(Stored data)

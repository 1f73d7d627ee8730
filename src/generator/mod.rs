//! # Sheet Generators
//!
//! The pipeline gets one raw sprite sheet per animation from a generator. Two
//! implementations exist:
//! - [`BriaClient`]: the hosted text-to-image API, reached over HTTP
//! - [`MockGenerator`]: an offline, deterministic sheet painter used when no API key is
//!   configured and in tests
//!
//! Generator failures are fatal for the job that requested the sheet; nothing here
//! retries.

pub mod bria;
pub mod mock;
pub mod prompt;

use std::sync::Arc;

use async_trait::async_trait;

use crate::config::GeneratorConfig;
use crate::error::SpriteResult;

pub use bria::BriaClient;
pub use mock::MockGenerator;

/// Everything a generator needs to paint one animation's sheet.
#[derive(Debug, Clone, PartialEq)]
pub struct SheetRequest {
    /// Character description from the user.
    pub prompt: String,
    pub animation: String,
    pub frame_count: u32,
    /// Preset style label (e.g. "anime", "pixel art").
    pub style: String,
    /// Preset frame canvas; only offline generators use it.
    pub canvas: (u32, u32),
    pub seed: u64,
    /// Extra instructions for regenerating a sheet the user was unhappy with.
    pub refinement: Option<String>,
}

/// Source of raw, unsliced sprite sheets.
#[async_trait]
pub trait SheetGenerator: Send + Sync {
    /// Short identifier used in logs and errors.
    fn name(&self) -> &str;

    /// Produce the encoded image bytes (PNG, JPEG, ...) of one sheet.
    async fn generate_sheet(&self, request: &SheetRequest) -> SpriteResult<Vec<u8>>;
}

/// Pick the HTTP client when an API key is configured, the mock otherwise.
pub fn select_generator(config: &GeneratorConfig) -> SpriteResult<Arc<dyn SheetGenerator>> {
    match config.api_key() {
        Some(_) => Ok(Arc::new(BriaClient::new(config)?)),
        None => {
            tracing::warn!("no generation API key configured, using the offline mock generator");
            Ok(Arc::new(MockGenerator::new()))
        }
    }
}
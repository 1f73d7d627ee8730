//! Shared helpers for the integration tests.

#![allow(dead_code)]

use std::fs::File;
use std::path::Path;
use std::sync::Arc;

use image::{Rgba, RgbaImage};
use sprite_forge::config::{AnimationSet, Preset, PresetStore};
use sprite_forge::generator::MockGenerator;
use sprite_forge::job::{ArtifactLayout, InMemoryJobStore, JobRunner};

/// Preset with a square canvas, 10 fps and 100 ms frames.
pub fn square_preset(name: &str, side: u32, animations: &[(&str, u32)]) -> Preset {
    Preset {
        name: name.to_string(),
        display_name: name.to_string(),
        description: String::new(),
        style: "pixel art".to_string(),
        medium: "digital".to_string(),
        canvas: (side, side),
        color_scheme: String::new(),
        frame_rate: 10,
        frame_duration_ms: 100,
        animations: animations.iter().copied().collect::<AnimationSet>(),
    }
}

/// Runner over the mock generator writing below `root/out`, with `presets` saved to
/// `root/presets`.
pub fn mock_runner(root: &Path, presets: &[Preset]) -> (JobRunner, Arc<InMemoryJobStore>) {
    let store = PresetStore::new(Some(root.join("presets")));
    for preset in presets {
        store.save(preset).unwrap();
    }
    let jobs = Arc::new(InMemoryJobStore::new());
    let runner = JobRunner::builder()
        .with_generator(Arc::new(MockGenerator::new()))
        .with_store(jobs.clone())
        .with_layout(ArtifactLayout::new(root.join("out")))
        .with_presets(store)
        .build()
        .unwrap();
    (runner, jobs)
}

pub fn solid(w: u32, h: u32, rgb: [u8; 3]) -> RgbaImage {
    RgbaImage::from_pixel(w, h, Rgba([rgb[0], rgb[1], rgb[2], 255]))
}

pub fn transparent_count(image: &RgbaImage) -> usize {
    image.pixels().filter(|p| p[3] == 0).count()
}

/// Per-frame properties of a decoded GIF.
#[derive(Debug)]
pub struct GifFrameInfo {
    pub width: u16,
    pub height: u16,
    pub delay: u16,
    pub dispose: gif::DisposalMethod,
    pub transparent: Option<u8>,
    pub transparent_pixels: usize,
}

pub fn decode_gif(path: &Path) -> Vec<GifFrameInfo> {
    let mut options = gif::DecodeOptions::new();
    options.set_color_output(gif::ColorOutput::Indexed);
    let mut decoder = options.read_info(File::open(path).unwrap()).unwrap();

    let mut frames = Vec::new();
    while let Some(frame) = decoder.read_next_frame().unwrap() {
        let transparent_pixels = match frame.transparent {
            Some(index) => frame.buffer.iter().filter(|&&i| i == index).count(),
            None => 0,
        };
        frames.push(GifFrameInfo {
            width: frame.width,
            height: frame.height,
            delay: frame.delay,
            dispose: frame.dispose,
            transparent: frame.transparent,
            transparent_pixels,
        });
    }
    frames
}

- _Task requirements_
Beginning with the opening line above, retype the records exactly through the line with "use async_trait::async_trait;", both ends included.

- _Reply to the task_
repository 1f73d7d627ee8730
filename src/generator/mod.rs
//! # Sheet Generators
//!
//! The pipeline gets one raw sprite sheet per animation from a generator. Two
//! implementations exist:
//! - [`BriaClient`]: the hosted text-to-image API, reached over HTTP
//! - [`MockGenerator`]: an offline, deterministic sheet painter used when no API key is
//!   configured and in tests
//!
//! Generator failures are fatal for the job that requested the sheet; nothing here
//! retries.

pub mod bria;
pub mod mock;
pub mod prompt;

use std::sync::Arc;

use async_trait::async_trait;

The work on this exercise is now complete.